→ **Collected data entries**
○ ○ ○

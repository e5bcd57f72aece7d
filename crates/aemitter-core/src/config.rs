//! Emitter configuration
//!
//! [`EmitterConfig`] can be built in code or loaded from a TOML document:
//!
//! ```toml
//! name = "jobs"
//! max_listeners = 16
//! ```

use serde::{Deserialize, Serialize};

use crate::error::ConfigError;

/// Configuration for an [`Emitter`](crate::Emitter)
#[derive(Debug, Clone, PartialEq, Eq, Serialize, Deserialize)]
#[serde(default)]
pub struct EmitterConfig {
    /// Label attached to every tracing event this emitter records.
    pub name: String,
    /// Per-event listener count above which a leak warning is logged once.
    ///
    /// Listeners are still registered past the limit.
    pub max_listeners: Option<usize>,
}

impl Default for EmitterConfig {
    fn default() -> Self {
        Self {
            name: "emitter".to_string(),
            max_listeners: None,
        }
    }
}

impl EmitterConfig {
    /// Default configuration with a custom name
    pub fn named(name: impl Into<String>) -> Self {
        Self {
            name: name.into(),
            ..Default::default()
        }
    }

    /// Parse and validate a configuration from TOML text.
    ///
    /// Missing keys take their default values.
    pub fn from_toml_str(text: &str) -> Result<Self, ConfigError> {
        let config: Self = toml::from_str(text)?;
        config.validate()?;
        Ok(config)
    }

    /// Check that every value is usable.
    pub fn validate(&self) -> Result<(), ConfigError> {
        if self.name.trim().is_empty() {
            return Err(ConfigError::Invalid {
                key: "name".to_string(),
                reason: "must not be empty".to_string(),
            });
        }
        if self.max_listeners == Some(0) {
            return Err(ConfigError::Invalid {
                key: "max_listeners".to_string(),
                reason: "must be at least 1 when set".to_string(),
            });
        }
        Ok(())
    }
}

○ ○ ○

→ **Your instructions**
A word-for-word copy of the lines above from the one with "config.validate()?;" through the one with "be at least", inclusive, is the only output wanted.

→ **Result for this exercise**
        config.validate()?;
        Ok(config)
    }

    /// Check that every value is usable.
    pub fn validate(&self) -> Result<(), ConfigError> {
        if self.name.trim().is_empty() {
            return Err(ConfigError::Invalid {
                key: "name".to_string(),
                reason: "must not be empty".to_string(),
            });
        }
        if self.max_listeners == Some(0) {
            return Err(ConfigError::Invalid {
                key: "max_listeners".to_string(),
                reason: "must be at least 1 when set".to_string(),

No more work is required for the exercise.